TRY IT ▸
Output the records that follow, with every character intact.

Records from a dataset ▸
□ □ □ □
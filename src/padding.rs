//! # Size-Bucket Padding
//!
//! The compressed payload is padded with zero bytes up to the next member of a
//! fixed bucket set before encryption, so the ciphertext length only reveals
//! which bucket a backup falls into.
//!
//! Buckets start at [`PADDING_MIN_BUCKET`] and each one is 5% larger than the
//! previous (integer arithmetic, always at least one byte larger). Overhead is
//! therefore capped at roughly 5% and the number of distinguishable sizes grows
//! logarithmically with the backup size.
//!
//! The gzip member carries its own end marker, so padding never needs a length
//! field: on import the decoder stops at the member trailer and
//! [`strip_padding`] drains what is left, insisting it is all zeros.

use crate::consts::{PADDING_GROWTH_DIVISOR, PADDING_MIN_BUCKET};
use crate::error::{BackupError, Pass, Stage};
use std::io::{self, Read};

/// The bucket following `bucket`.
#[inline]
fn next_bucket(bucket: u64) -> u64 {
    bucket.saturating_add((bucket / PADDING_GROWTH_DIVISOR).max(1))
}

/// Smallest bucket that can hold `len` bytes.
pub fn padded_size(len: u64) -> u64 {
    let mut bucket = PADDING_MIN_BUCKET;
    while bucket < len {
        bucket = next_bucket(bucket);
    }
    bucket
}

/// `true` if `len` is exactly one of the bucket sizes.
pub fn is_bucket_size(len: u64) -> bool {
    padded_size(len) == len
}

/// Pull-based padding stage: passes `inner` through, then emits zero bytes
/// until the total reaches [`padded_size`] of what `inner` produced.
pub struct PaddingReader<R> {
    inner: R,
    consumed: u64,
    target: Option<u64>,
    emitted: u64,
}

impl<R: Read> PaddingReader<R> {
    pub fn new(inner: R) -> Self {
        Self {
            inner,
            consumed: 0,
            target: None,
            emitted: 0,
        }
    }

    /// Bytes taken from the inner reader so far.
    pub fn content_len(&self) -> u64 {
        self.consumed
    }

    /// Final padded length, known once the inner reader hit EOF.
    pub fn padded_len(&self) -> Option<u64> {
        self.target
    }

    pub fn get_ref(&self) -> &R {
        &self.inner
    }
}

impl<R: Read> Read for PaddingReader<R> {
    fn read(&mut self, buf: &mut [u8]) -> io::Result<usize> {
        if buf.is_empty() {
            return Ok(0);
        }

        let target = match self.target {
            Some(target) => target,
            None => {
                let n = self.inner.read(buf)?;
                if n > 0 {
                    self.consumed += n as u64;
                    return Ok(n);
                }
                let target = padded_size(self.consumed);
                self.target = Some(target);
                target
            }
        };

        let remaining = target - self.consumed - self.emitted;
        let n = remaining.min(buf.len() as u64) as usize;
        buf[..n].fill(0);
        self.emitted += n as u64;
        Ok(n)
    }
}

/// Drain the plaintext left after the gzip member and check it is padding.
///
/// Returns the number of padding bytes consumed.
pub fn strip_padding<R: Read + ?Sized>(reader: &mut R, pass: Pass) -> Result<u64, BackupError> {
    let mut scratch = [0u8; 4096];
    let mut total = 0u64;
    loop {
        let n = match reader.read(&mut scratch) {
            Ok(0) => return Ok(total),
            Ok(n) => n,
            Err(e) if e.kind() == io::ErrorKind::Interrupted => continue,
            Err(e) => return Err(BackupError::from_io(e, pass, Stage::Padding)),
        };
        if scratch[..n].iter().any(|&b| b != 0) {
            return Err(BackupError::MalformedContainer {
                pass,
                stage: Stage::Padding,
                reason: "non-zero byte after the compressed stream".into(),
            });
        }
        total += n as u64;
    }
}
□ □ □ □
REPLY ▸
filename src/padding.rs
//! # Size-Bucket Padding
//!
//! The compressed payload is padded with zero bytes up to the next member of a
//! fixed bucket set before encryption, so the ciphertext length only reveals
//! which bucket a backup falls into.
//!
//! Buckets start at [`PADDING_MIN_BUCKET`] and each one is 5% larger than the
//! previous (integer arithmetic, always at least one byte larger). Overhead is
//! therefore capped at roughly 5% and the number of distinguishable sizes grows
//! logarithmically with the backup size.
//!
//! The gzip member carries its own end marker, so padding never needs a length
//! field: on import the decoder stops at the member trailer and
//! [`strip_padding`] drains what is left, insisting it is all zeros.

use crate::consts::{PADDING_GROWTH_DIVISOR, PADDING_MIN_BUCKET};
use crate::error::{BackupError, Pass, Stage};
use std::io::{self, Read};

/// The bucket following `bucket`.
#[inline]
fn next_bucket(bucket: u64) -> u64 {
    bucket.saturating_add((bucket / PADDING_GROWTH_DIVISOR).max(1))
}

/// Smallest bucket that can hold `len` bytes.
pub fn padded_size(len: u64) -> u64 {
    let mut bucket = PADDING_MIN_BUCKET;
    while bucket < len {
        bucket = next_bucket(bucket);
    }
    bucket
}

/// `true` if `len` is exactly one of the bucket sizes.
pub fn is_bucket_size(len: u64) -> bool {
    padded_size(len) == len
}

/// Pull-based padding stage: passes `inner` through, then emits zero bytes
/// until the total reaches [`padded_size`] of what `inner` produced.
pub struct PaddingReader<R> {
    inner: R,
    consumed: u64,
    target: Option<u64>,
    emitted: u64,
}

impl<R: Read> PaddingReader<R> {
    pub fn new(inner: R) -> Self {
        Self {
            inner,
            consumed: 0,
            target: None,
            emitted: 0,
        }
    }

    /// Bytes taken from the inner reader so far.
    pub fn content_len(&self) -> u64 {
        self.consumed
    }

    /// Final padded length, known once the inner reader hit EOF.
    pub fn padded_len(&self) -> Option<u64> {
        self.target
    }

    pub fn get_ref(&self) -> &R {
        &self.inner
    }
}

impl<R: Read> Read for PaddingReader<R> {
    fn read(&mut self, buf: &mut [u8]) -> io::Result<usize> {
        if buf.is_empty() {
            return Ok(0);
        }

        let target = match self.target {
            Some(target) => target,
            None => {
                let n = self.inner.read(buf)?;
                if n > 0 {
                    self.consumed += n as u64;
                    return Ok(n);
                }
                let target = padded_size(self.consumed);
                self.target = Some(target);
                target
            }
        };

        let remaining = target - self.consumed - self.emitted;
        let n = remaining.min(buf.len() as u64) as usize;
        buf[..n].fill(0);
        self.emitted += n as u64;
        Ok(n)
    }
}

/// Drain the plaintext left after the gzip member and check it is padding.
///
/// Returns the number of padding bytes consumed.
pub fn strip_padding<R: Read + ?Sized>(reader: &mut R, pass: Pass) -> Result<u64, BackupError> {
    let mut scratch = [0u8; 4096];
    let mut total = 0u64;
    loop {
        let n = match reader.read(&mut scratch) {
            Ok(0) => return Ok(total),
            Ok(n) => n,
            Err(e) if e.kind() == io::ErrorKind::Interrupted => continue,
            Err(e) => return Err(BackupError::from_io(e, pass, Stage::Padding)),
        };
        if scratch[..n].iter().any(|&b| b != 0) {
            return Err(BackupError::MalformedContainer {
                pass,
                stage: Stage::Padding,
                reason: "non-zero byte after the compressed stream".into(),
            });
        }
        total += n as u64;
    }
}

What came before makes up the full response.